**What needs to be done:** Give back exactly the lines running from the line with "kept &= kept - 1;" to the end of the entries, and only those lines.
--- Records shown ---
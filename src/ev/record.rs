/// Expected versus actual chip result for one player in one showdown.
///
/// `ev_chips` is what the player's equity entitled them to and
/// `actual_chips` is what the runout gave them. Their difference is the
/// luck in the result and is always computed, never stored.
#[cfg_attr(feature = "serde", derive(serde::Serialize, serde::Deserialize))]
#[derive(Debug, Clone, PartialEq)]
pub struct EvRecord {
    hand_number: u64,
    player_id: String,
    equity: f32,
    pot_size: f32,
    amount_invested: f32,
    ev_chips: f32,
    actual_chips: f32,
}

impl EvRecord {
    /// Build a record from the player's equity when the chips went in.
    ///
    /// `equity` is clamped to `0..=1`.
    ///
    /// ```
    /// use poker_ledger::ev::EvRecord;
    ///
    /// // 20% to win a 1000 chip pot after putting in 500, and it got there.
    /// let record = EvRecord::new(1, "hero", 0.2, 1000.0, 500.0, true);
    /// assert_eq!(record.ev_chips(), -300.0);
    /// assert_eq!(record.actual_chips(), 500.0);
    /// assert_eq!(record.variance(), 800.0);
    /// ```
    pub fn new(
        hand_number: u64,
        player_id: impl Into<String>,
        equity: f32,
        pot_size: f32,
        amount_invested: f32,
        won: bool,
    ) -> Self {
        let equity = equity.clamp(0.0, 1.0);
        let ev_chips = equity * pot_size - amount_invested;
        let actual_chips = if won {
            pot_size - amount_invested
        } else {
            -amount_invested
        };
        Self {
            hand_number,
            player_id: player_id.into(),
            equity,
            pot_size,
            amount_invested,
            ev_chips,
            actual_chips,
        }
    }

    pub fn hand_number(&self) -> u64 {
        self.hand_number
    }

    pub fn player_id(&self) -> &str {
        &self.player_id
    }

    pub fn equity(&self) -> f32 {
        self.equity
    }

    pub fn pot_size(&self) -> f32 {
        self.pot_size
    }

    pub fn amount_invested(&self) -> f32 {
        self.amount_invested
    }

    pub fn ev_chips(&self) -> f32 {
        self.ev_chips
    }

    pub fn actual_chips(&self) -> f32 {
        self.actual_chips
    }

    /// Actual minus expected. Positive means the player ran above
    /// expectation.
    pub fn variance(&self) -> f32 {
        self.actual_chips - self.ev_chips
    }

    /// Result with the luck removed. For one showdown this is `ev_chips`.
    pub fn ev_adjusted(&self) -> f32 {
        self.ev_chips
    }
}
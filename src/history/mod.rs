//! Recorded hand histories and replay.
//!
//! A [`SessionRecorder`] captures just enough about each action to feed it
//! back through the statistics tracker later, which is how statistics are
//! rebuilt from stored sessions with no rules engine involved.

mod action;
mod error;
mod hand;
mod replay;
mod session;

pub use self::action::{DecisionKind, RecordedAction};
pub use self::error::{HistoryError, Result};
pub use self::hand::{HandRecord, HandSummary};
pub use self::replay::{replay_session, replay_sessions};
pub use self::session::{DecisionCounts, SessionRecord, SessionRecorder};
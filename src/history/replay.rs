use tracing::debug;

use crate::knowledge::KnowledgeBase;
use crate::stats::{HandObservationTracker, HandOutcome};

use super::session::SessionRecord;

/// Rebuild statistics from recorded sessions.
///
/// Every hand is fed through a fresh [`HandObservationTracker`] exactly as
/// it was recorded. Hands without a stored outcome close with no showdown.
/// EV records add to each player's showdown count and EV adjusted total.
pub fn replay_sessions(sessions: &[SessionRecord]) -> KnowledgeBase {
    let mut tracker = HandObservationTracker::new();
    let mut hands = 0;
    for session in sessions {
        hands += replay_session(&mut tracker, session);
    }
    let knowledge = tracker.into_knowledge();
    debug!(
        sessions = sessions.len(),
        hands,
        players = knowledge.len(),
        "replayed sessions"
    );
    knowledge
}

/// Replay one session into an existing tracker. Returns the number of
/// hands replayed.
pub fn replay_session(tracker: &mut HandObservationTracker, session: &SessionRecord) -> usize {
    for hand in &session.hands {
        tracker.start_hand(&session.players);
        for action in &hand.actions {
            tracker.observe_action(&action.actor, &action.action(), action);
        }
        match &hand.outcome {
            Some(outcome) => tracker.end_hand(&session.players, outcome),
            None => tracker.end_hand(&session.players, &HandOutcome::new(hand.hand_number)),
        }

        for record in &hand.ev_records {
            let profile = tracker
                .knowledge_mut()
                .get_or_create_profile(record.player_id(), record.player_id());
            profile.statistics.counters.ev_adjusted_total += record.ev_adjusted();
            profile.statistics.counters.showdown_count += 1;
        }
    }
    session.hands.len()
}
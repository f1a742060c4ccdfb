use super::card::Card;
use super::error::CardError;

/// Strength of a made hand.
///
/// Variants are ordered weakest first and the `u32` payload orders hands
/// within a category, so the derived `Ord` is a total order over every
/// possible holdem hand. Two hands that split a pot compare equal.
#[cfg_attr(feature = "serde", derive(serde::Serialize, serde::Deserialize))]
#[derive(Debug, PartialEq, Eq, PartialOrd, Ord, Clone, Hash, Copy)]
pub enum Rank {
    HighCard(u32),
    OnePair(u32),
    TwoPair(u32),
    ThreeOfAKind(u32),
    Straight(u32),
    Flush(u32),
    FullHouse(u32),
    FourOfAKind(u32),
    StraightFlush(u32),
}

/// The capability the equity estimator consumes: given two private cards
/// and up to five public cards produce a comparable `Rank`.
///
/// Implementations must reject malformed input with an error rather than
/// panic; the estimator turns those errors into a degraded result.
pub trait HandRanker {
    fn rank(&self, hole_cards: &[Card], board: &[Card]) -> Result<Rank, CardError>;
}

impl<R: HandRanker + ?Sized> HandRanker for &R {
    fn rank(&self, hole_cards: &[Card], board: &[Card]) -> Result<Rank, CardError> {
        (**self).rank(hole_cards, board)
    }
}

/// Bit set evaluator that finds the best five card hand out of the two
/// hole cards plus the board.
#[derive(Debug, Default, Clone, Copy)]
pub struct SevenCardRanker;

impl HandRanker for SevenCardRanker {
    fn rank(&self, hole_cards: &[Card], board: &[Card]) -> Result<Rank, CardError> {
        if hole_cards.len() != 2 {
            return Err(CardError::WrongHoleCardCount(hole_cards.len()));
        }
        if board.len() > 5 {
            return Err(CardError::TooManyBoardCards(board.len()));
        }
        let mut seen: u64 = 0;
        for card in hole_cards.iter().chain(board) {
            let bit = 1u64 << card.index();
            if seen & bit != 0 {
                return Err(CardError::DuplicateCard(*card));
            }
            seen |= bit;
        }
        Ok(rank_cards(hole_cards.iter().chain(board).copied()))
    }
}

/// Mask of A-2-3-4-5, the only straight where the ace plays low.
const WHEEL: u32 = 0b1_0000_0000_1111;

/// Per-value and per-suit bit sets for a group of cards.
struct Tally {
    /// Every value present at least once.
    values: u32,
    /// `by_count[n]` holds the values that appear exactly `n` times.
    by_count: [u32; 5],
    by_suit: [u32; 4],
}

impl Tally {
    fn new(cards: impl Iterator<Item = Card>) -> Self {
        let mut counts = [0u8; 13];
        let mut by_suit = [0u32; 4];
        let mut values = 0u32;
        for card in cards {
            let v = card.value as usize;
            counts[v] += 1;
            values |= 1 << v;
            by_suit[card.suit as usize] |= 1 << v;
        }
        let mut by_count = [0u32; 5];
        for (v, &n) in counts.iter().enumerate() {
            by_count[n as usize] |= 1 << v;
        }
        Self {
            values,
            by_count,
            by_suit,
        }
    }
}

/// Highest straight contained in `values`, 0 for the wheel up to 9 for
/// broadway.
fn straight_top(values: u32) -> Option<u32> {
    // A bit survives the shifted ANDs only when it tops a run of five, so the
    // leading zeros locate the highest straight.
    let runs = values & (values << 1) & (values << 2) & (values << 3) & (values << 4);
    if runs != 0 {
        Some(32 - 4 - runs.leading_zeros())
    } else if values & WHEEL == WHEEL {
        Some(0)
    } else {
        None
    }
}

/// Only the highest set bit, or 0 for an empty set. Short boards can leave
/// no kicker at all.
fn highest_bit(bits: u32) -> u32 {
    if bits == 0 {
        0
    } else {
        1 << (31 - bits.leading_zeros())
    }
}

/// Drop the lowest set bits until only `n` remain.
fn top_n(bits: u32, n: u32) -> u32 {
    let mut kept = bits;
    while kept.count_ones() > n {
        kept &= kept - 1;
    }
    kept
}

/// Rank any group of up to seven distinct cards.
pub fn rank_cards(cards: impl Iterator<Item = Card>) -> Rank {
    let t = Tally::new(cards);
    let quads = t.by_count[4];
    let trips = t.by_count[3];
    let pairs = t.by_count[2];

    if let Some(flush) = t.by_suit.iter().copied().find(|s| s.count_ones() >= 5) {
        return match straight_top(flush) {
            Some(top) => Rank::StraightFlush(top),
            None => Rank::Flush(top_n(flush, 5)),
        };
    }
    if quads != 0 {
        let kicker = highest_bit(t.values ^ quads);
        return Rank::FourOfAKind((quads << 13) | kicker);
    }
    if trips.count_ones() >= 2 {
        // The lower set plays as the pair.
        let set = highest_bit(trips);
        return Rank::FullHouse((set << 13) | (trips ^ set));
    }
    if trips != 0 && pairs != 0 {
        return Rank::FullHouse((trips << 13) | highest_bit(pairs));
    }
    if let Some(top) = straight_top(t.values) {
        return Rank::Straight(top);
    }
    if trips != 0 {
        return Rank::ThreeOfAKind((trips << 13) | top_n(t.values ^ trips, 2));
    }
    match pairs.count_ones() {
        0 => Rank::HighCard(top_n(t.values, 5)),
        1 => Rank::OnePair((pairs << 13) | top_n(t.values ^ pairs, 3)),
        _ => {
            let two = top_n(pairs, 2);
            Rank::TwoPair((two << 13) | highest_bit(t.values ^ two))
        }
    }
}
---
**Problem solution:**
        kept &= kept - 1;
    }
    kept
}

/// Rank any group of up to seven distinct cards.
pub fn rank_cards(cards: impl Iterator<Item = Card>) -> Rank {
    let t = Tally::new(cards);
    let quads = t.by_count[4];
    let trips = t.by_count[3];
    let pairs = t.by_count[2];

    if let Some(flush) = t.by_suit.iter().copied().find(|s| s.count_ones() >= 5) {
        return match straight_top(flush) {
            Some(top) => Rank::StraightFlush(top),
            None => Rank::Flush(top_n(flush, 5)),
        };
    }
    if quads != 0 {
        let kicker = highest_bit(t.values ^ quads);
        return Rank::FourOfAKind((quads << 13) | kicker);
    }
    if trips.count_ones() >= 2 {
        // The lower set plays as the pair.
        let set = highest_bit(trips);
        return Rank::FullHouse((set << 13) | (trips ^ set));
    }
    if trips != 0 && pairs != 0 {
        return Rank::FullHouse((trips << 13) | highest_bit(pairs));
    }
    if let Some(top) = straight_top(t.values) {
        return Rank::Straight(top);
    }
    if trips != 0 {
        return Rank::ThreeOfAKind((trips << 13) | top_n(t.values ^ trips, 2));
    }
    match pairs.count_ones() {
        0 => Rank::HighCard(top_n(t.values, 5)),
        1 => Rank::OnePair((pairs << 13) | top_n(t.values ^ pairs, 3)),
        _ => {
            let two = top_n(pairs, 2);
            Rank::TwoPair((two << 13) | highest_bit(t.values ^ two))
        }
    }
}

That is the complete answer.